Outro problema da maior gravidade e que tem elevado a taxa de suicídio entre os militares é o desafio e a pressão a que são submetidos os funcionários encarregados do recrutamento de tropas. Apesar de amparados por uma propaganda massiva e caríssima, os centros de recrutamento largamente espalhados pelo país já não conseguem como antes, enganar os jovens com as falsas promessas de um futuro brilhante. São 1.650 postos de recrutamento estrategicamente localizados nas ruas principais e centros comerciais em todas as cidades do país sob a responsabilidade de suboficiais, geralmente veteranos do Iraque e Afeganistão, que trabalham geralmente das 6 da manhã às 10 da noite, e que tem como obrigação impostergável a incorporação de, no mínimo, dois soldados por mês.
Seus superiores (por sua vez pressionados pelos escalões mais altos) exercem uma pressão implacável sobre os recrutadores, cuja grande maioria (70%) esteve na frente de batalha e está com sua estrutura psíquica visivelmente abalada. Se não conseguem cumprir sua cota mínima, os recrutadores são ameaçados com as mais variadas formas de castigo, principalmente o de perder o emprego e o de ser execrado por seus colegas e superiores. Quando a pressão se torna insuportável não são poucos os que escolhem a solução pelo suicídio.
Numa reportagem sobre o problema, a revista "Times", uma das maiores tiragens aqui do USA, publicou extensa e interessante matéria na edição de 13 de abril, sob o titulo "The dark side of recruitig" (O lado obscuro do recrutamento). A matéria destaca um fato acontecido com a sargento Amanda Handerson, titular de um serviço de recrutamento no Texas, quando foi visitar seu colega, também sargento administrativo, Larry Flores, e ficou chocada com a péssima aparência do seu colega, antes um rapaz bonito e sempre muito disposto.
Perguntou ela: "Tudo bem com você?", ao que ele responde: "Estou somente muito cansado. Tive uma longa semana e estou mal".
Na semana anterior ele fora severamente admoestado pelo oficial, seu chefe, por não ter cumprido sua cota apesar de ter trabalhado o tempo todo das 6 às 10 da noite tentando persuadir uma comunidade de jovens descendentes indígenas a vestirem o uniforme do exército ianque.
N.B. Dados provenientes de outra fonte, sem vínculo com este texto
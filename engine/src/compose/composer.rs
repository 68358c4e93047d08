//! Message Composer — the plan, draft, verify, repair pipeline.

use std::sync::Arc;

use chrono::Utc;
use serde::{Deserialize, Serialize};
use tracing::{debug, warn};
use uuid::Uuid;

use crate::compose::draft::{
    system_instruction, trim_to_budget, word_count, DraftBackend, DraftRequest, TemplateDrafter,
};
use crate::compose::plan::{build_plan, MessagePlan};
use crate::compose::types::{
    Channel, ChannelAlternate, GenerateOptions, GenerationMeta, MessageVariant, VoiceProfile,
};
use crate::compose::verify::ClaimVerifier;
use crate::error::{EngineError, EngineResult};
use crate::evidence::{Evidence, EvidenceStore};
use crate::hooks::Hook;

/// Configuration for the Message Composer
#[derive(Debug, Clone, Serialize, Deserialize)]
pub struct ComposeConfig {
    /// Word budget for email/linkedin drafts
    pub long_word_budget: (usize, usize),
    /// Word budget for sms/whatsapp drafts
    pub short_word_budget: (usize, usize),
    /// Minimum significant-word overlap for a claim to count as supported
    pub overlap_threshold: f64,
    /// Bounded re-verify passes after a repair
    pub max_repair_retries: usize,
}

impl Default for ComposeConfig {
    fn default() -> Self {
        Self {
            long_word_budget: (90, 130),
            short_word_budget: (50, 80),
            overlap_threshold: 0.4,
            max_repair_retries: 1,
        }
    }
}

/// The Message Composer
pub struct MessageComposer {
    evidence: Arc<dyn EvidenceStore>,
    backend: Option<Arc<dyn DraftBackend>>,
    verifier: ClaimVerifier,
    config: ComposeConfig,
}

impl MessageComposer {
    /// Create a composer without a drafting backend; every draft takes the
    /// template path.
    pub fn new(evidence: Arc<dyn EvidenceStore>) -> Self {
        let config = ComposeConfig::default();
        Self {
            evidence,
            backend: None,
            verifier: ClaimVerifier::new(config.overlap_threshold),
            config,
        }
    }

    /// Attach a text-generation backend.
    pub fn with_backend(mut self, backend: Arc<dyn DraftBackend>) -> Self {
        self.backend = Some(backend);
        self
    }

    /// Override the default configuration.
    pub fn with_config(mut self, config: ComposeConfig) -> Self {
        self.verifier = ClaimVerifier::new(config.overlap_threshold);
        self.config = config;
        self
    }

    /// Generate a verified message variant for one (hook, channel) pair.
    ///
    /// The only hard failure is a hook whose evidence set is empty or
    /// unresolvable; backend unavailability degrades to the template path
    /// and verification failures are routed into repair.
    pub async fn generate(
        &self,
        hook: &Hook,
        channel: Channel,
        voice: VoiceProfile,
        opts: &GenerateOptions,
    ) -> EngineResult<MessageVariant> {
        let grounding = self
            .evidence
            .get_by_ids(&hook.evidence_ids)
            .await
            .map_err(|e| EngineError::Evidence(e.to_string()))?;
        if grounding.is_empty() {
            return Err(EngineError::NoEvidence {
                hook_id: hook.id.clone(),
            });
        }
        let primary = &grounding[0];
        let evidence_text = concat_evidence_text(&grounding);

        let plan = build_plan(hook, channel, opts);
        let budget = if channel.is_short_form() {
            self.config.short_word_budget
        } else {
            self.config.long_word_budget
        };

        let (mut body, model) = self
            .draft(hook, primary, &plan, channel, &voice, opts, budget)
            .await;
        if word_count(&body) > budget.1 {
            body = trim_to_budget(&body, budget.1);
        }

        // Verify, repair, and re-verify at most `max_repair_retries` times.
        // The final repair is unconditional: stripping every unsupported
        // sentence guarantees the survivors all cleared the bar.
        let mut unsupported_audit = Vec::new();
        let mut report = self.verifier.verify(&body, &evidence_text);
        let mut rounds = 0;
        while !report.passed() && rounds <= self.config.max_repair_retries {
            warn!(
                hook_id = %hook.id,
                unsupported = report.unsupported.len(),
                round = rounds,
                "Draft failed claim verification, repairing"
            );
            unsupported_audit.extend(report.unsupported.iter().map(|c| c.sentence.clone()));
            body = self.verifier.repair(&body, &report.unsupported);
            report = self.verifier.verify(&body, &evidence_text);
            rounds += 1;
        }

        let repaired = !unsupported_audit.is_empty();
        let backend_drafted = model != TemplateDrafter::MODEL_ID;
        let alternates = if channel == Channel::Email {
            self.fan_out(hook, primary, opts)
        } else {
            Vec::new()
        };

        let variant = MessageVariant {
            id: Uuid::new_v4().to_string(),
            hook_id: hook.id.clone(),
            channel,
            subject: (channel == Channel::Email).then(|| plan.subjects[0].clone()),
            body,
            language: opts.language.clone(),
            voice,
            metadata: GenerationMeta {
                model,
                evidence_ids: hook.evidence_ids.clone(),
                generated_at: Utc::now(),
                unsupported_claims: unsupported_audit,
            },
            confidence: variant_confidence(backend_drafted, repaired, hook.confidence),
            alternates,
        };

        debug!(
            variant = %variant.id,
            hook = %hook.id,
            channel = %channel,
            words = word_count(&variant.body),
            repaired,
            "Variant composed"
        );
        Ok(variant)
    }

    /// Draft stage: backend when available, template fallback otherwise.
    #[allow(clippy::too_many_arguments)]
    async fn draft(
        &self,
        hook: &Hook,
        primary: &Evidence,
        plan: &MessagePlan,
        channel: Channel,
        voice: &VoiceProfile,
        opts: &GenerateOptions,
        budget: (usize, usize),
    ) -> (String, String) {
        if let Some(backend) = &self.backend {
            let request = DraftRequest {
                system: system_instruction(hook, plan, channel, voice, opts, budget),
                grounding: concat_evidence_text(std::slice::from_ref(primary)),
                word_budget: budget,
                language: opts.language.clone(),
            };
            match backend.draft(&request).await {
                Ok(text) if !text.trim().is_empty() => {
                    return (text, backend.model().to_string());
                }
                Ok(_) => {
                    warn!(hook_id = %hook.id, "Backend returned empty draft, using template");
                }
                Err(e) => {
                    warn!(hook_id = %hook.id, "Backend draft failed, using template: {e}");
                }
            }
        }

        let body = if channel.is_short_form() {
            TemplateDrafter::render_short(hook, primary, plan, channel, opts)
        } else {
            TemplateDrafter::render_long(hook, primary, plan, opts)
        };
        (body, TemplateDrafter::MODEL_ID.to_string())
    }

    /// Channel fan-out: short SMS and WhatsApp payloads derived from the same
    /// hook and evidence, carried on the email primary.
    fn fan_out(&self, hook: &Hook, primary: &Evidence, opts: &GenerateOptions) -> Vec<ChannelAlternate> {
        [Channel::Sms, Channel::Whatsapp]
            .into_iter()
            .map(|channel| {
                let plan = build_plan(hook, channel, opts);
                ChannelAlternate {
                    channel,
                    body: TemplateDrafter::render_short(hook, primary, &plan, channel, opts),
                }
            })
            .collect()
    }
}

/// Confidence heuristic: backend drafts start higher than template drafts,
/// repairs cost a step, and the hook's own classification confidence caps
/// the result.
fn variant_confidence(backend_used: bool, repaired: bool, hook_confidence: f64) -> f64 {
    let base: f64 = if backend_used { 0.85 } else { 0.75 };
    let penalty: f64 = if repaired { 0.10 } else { 0.0 };
    (base - penalty).min(hook_confidence + 0.2).clamp(0.0, 1.0)
}

fn concat_evidence_text(evidence: &[Evidence]) -> String {
    evidence
        .iter()
        .map(|e| {
            let quotes = e.quotes.join(" ");
            format!("{} {} {} {}", e.source, e.title, e.snippet, quotes)
        })
        .collect::<Vec<_>>()
        .join("\n")
}

#[cfg(test)]
mod tests {
    use super::*;
    use crate::compose::draft::DraftError;
    use crate::evidence::InMemoryEvidenceStore;
    use crate::hooks::{HookStatus, HookType};
    use async_trait::async_trait;
    use chrono::Duration;

    fn seeded_store() -> Arc<InMemoryEvidenceStore> {
        let store = Arc::new(InMemoryEvidenceStore::new());
        store.seed([Evidence {
            id: "e-1".to_string(),
            prospect_id: "p-1".to_string(),
            source: "Trustpilot".to_string(),
            title: "5-star review".to_string(),
            snippet: "5-star review, best service in Oslo".to_string(),
            quotes: vec![],
            published_at: Utc::now() - Duration::days(3),
            authority: Some(0.9),
        }]);
        store
    }

    fn hook() -> Hook {
        Hook {
            id: "h-1".to_string(),
            prospect_id: "p-1".to_string(),
            hook_type: HookType::ReviewWin,
            headline: "Fresh praise on Trustpilot: \"5-star review\"".to_string(),
            quote: Some("best service in Oslo".to_string()),
            evidence_ids: vec!["e-1".to_string()],
            freshness_days: 3,
            score: 0.85,
            confidence: 0.81,
            status: HookStatus::Approved,
            mined_at: Utc::now(),
        }
    }

    /// Backend that always fails, to exercise the degrade path.
    struct BrokenBackend;

    #[async_trait]
    impl DraftBackend for BrokenBackend {
        fn model(&self) -> &str {
            "broken-model"
        }
        async fn draft(&self, _request: &DraftRequest) -> Result<String, DraftError> {
            Err(DraftError::Unavailable("connection refused".to_string()))
        }
    }

    /// Backend that fabricates a claim the evidence cannot support.
    struct FabricatingBackend;

    #[async_trait]
    impl DraftBackend for FabricatingBackend {
        fn model(&self) -> &str {
            "fabricator-1"
        }
        async fn draft(&self, _request: &DraftRequest) -> Result<String, DraftError> {
            Ok("Congrats on the Trustpilot review from the team. \
They increased warehouse robots ninefold across Germany. \
Would a quick chat help?"
                .to_string())
        }
    }

    #[tokio::test]
    async fn test_template_path_mentions_source_within_budget() {
        let composer = MessageComposer::new(seeded_store());
        let variant = composer
            .generate(&hook(), Channel::Email, VoiceProfile::default(), &GenerateOptions::default())
            .await
            .unwrap();

        assert!(variant.body.contains("Trustpilot"));
        assert!(word_count(&variant.body) <= 130);
        assert!(variant.subject.is_some());
        assert_eq!(variant.metadata.model, "template");
    }

    #[tokio::test]
    async fn test_backend_failure_degrades_to_template() {
        let composer =
            MessageComposer::new(seeded_store()).with_backend(Arc::new(BrokenBackend));
        let variant = composer
            .generate(&hook(), Channel::Email, VoiceProfile::default(), &GenerateOptions::default())
            .await
            .unwrap();

        assert_eq!(variant.metadata.model, "template");
        assert!(!variant.body.is_empty());
    }

    #[tokio::test]
    async fn test_fabricated_claims_are_stripped_and_audited() {
        let composer =
            MessageComposer::new(seeded_store()).with_backend(Arc::new(FabricatingBackend));
        let variant = composer
            .generate(&hook(), Channel::Email, VoiceProfile::default(), &GenerateOptions::default())
            .await
            .unwrap();

        assert!(!variant.body.contains("ninefold"));
        assert_eq!(variant.metadata.unsupported_claims.len(), 1);
        assert_eq!(variant.metadata.model, "fabricator-1");

        // After repair the surviving text re-verifies clean.
        let verifier = ClaimVerifier::default();
        let report = verifier.verify(
            &variant.body,
            "Trustpilot 5-star review 5-star review, best service in Oslo",
        );
        assert!(report.passed() || report.claims.is_empty());
    }

    #[tokio::test]
    async fn test_email_variant_carries_short_form_alternates() {
        let composer = MessageComposer::new(seeded_store());
        let variant = composer
            .generate(&hook(), Channel::Email, VoiceProfile::default(), &GenerateOptions::default())
            .await
            .unwrap();

        let channels: Vec<Channel> = variant.alternates.iter().map(|a| a.channel).collect();
        assert_eq!(channels, vec![Channel::Sms, Channel::Whatsapp]);
        for alt in &variant.alternates {
            assert!(word_count(&alt.body) <= 80);
        }
    }

    #[tokio::test]
    async fn test_sms_variant_has_no_subject_or_alternates() {
        let composer = MessageComposer::new(seeded_store());
        let variant = composer
            .generate(&hook(), Channel::Sms, VoiceProfile::default(), &GenerateOptions::default())
            .await
            .unwrap();

        assert!(variant.subject.is_none());
        assert!(variant.alternates.is_empty());
        assert!(word_count(&variant.body) <= 80);
    }

    #[tokio::test]
    async fn test_missing_evidence_is_a_hard_failure() {
        let composer = MessageComposer::new(Arc::new(InMemoryEvidenceStore::new()));
        let err = composer
            .generate(&hook(), Channel::Email, VoiceProfile::default(), &GenerateOptions::default())
            .await
            .unwrap_err();
        assert!(matches!(err, EngineError::NoEvidence { .. }));
    }
}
"Não se preocupe, estou OK".
Mas na verdade ele não estava nada bem. Tanto que na mesma noite passou uma corda no pescoço e enforcou-se.
Amanda contou o fato para o seu marido Patrick, também sargento recrutador, ficando ambos muito chocados, principalmente o marido de Amanda, que era grande amigo de Flores.
Seis semanas depois, quando chegou em casa, Amanda foi encontrar o marido enforcado com a corrente do seu cachorro de estimação.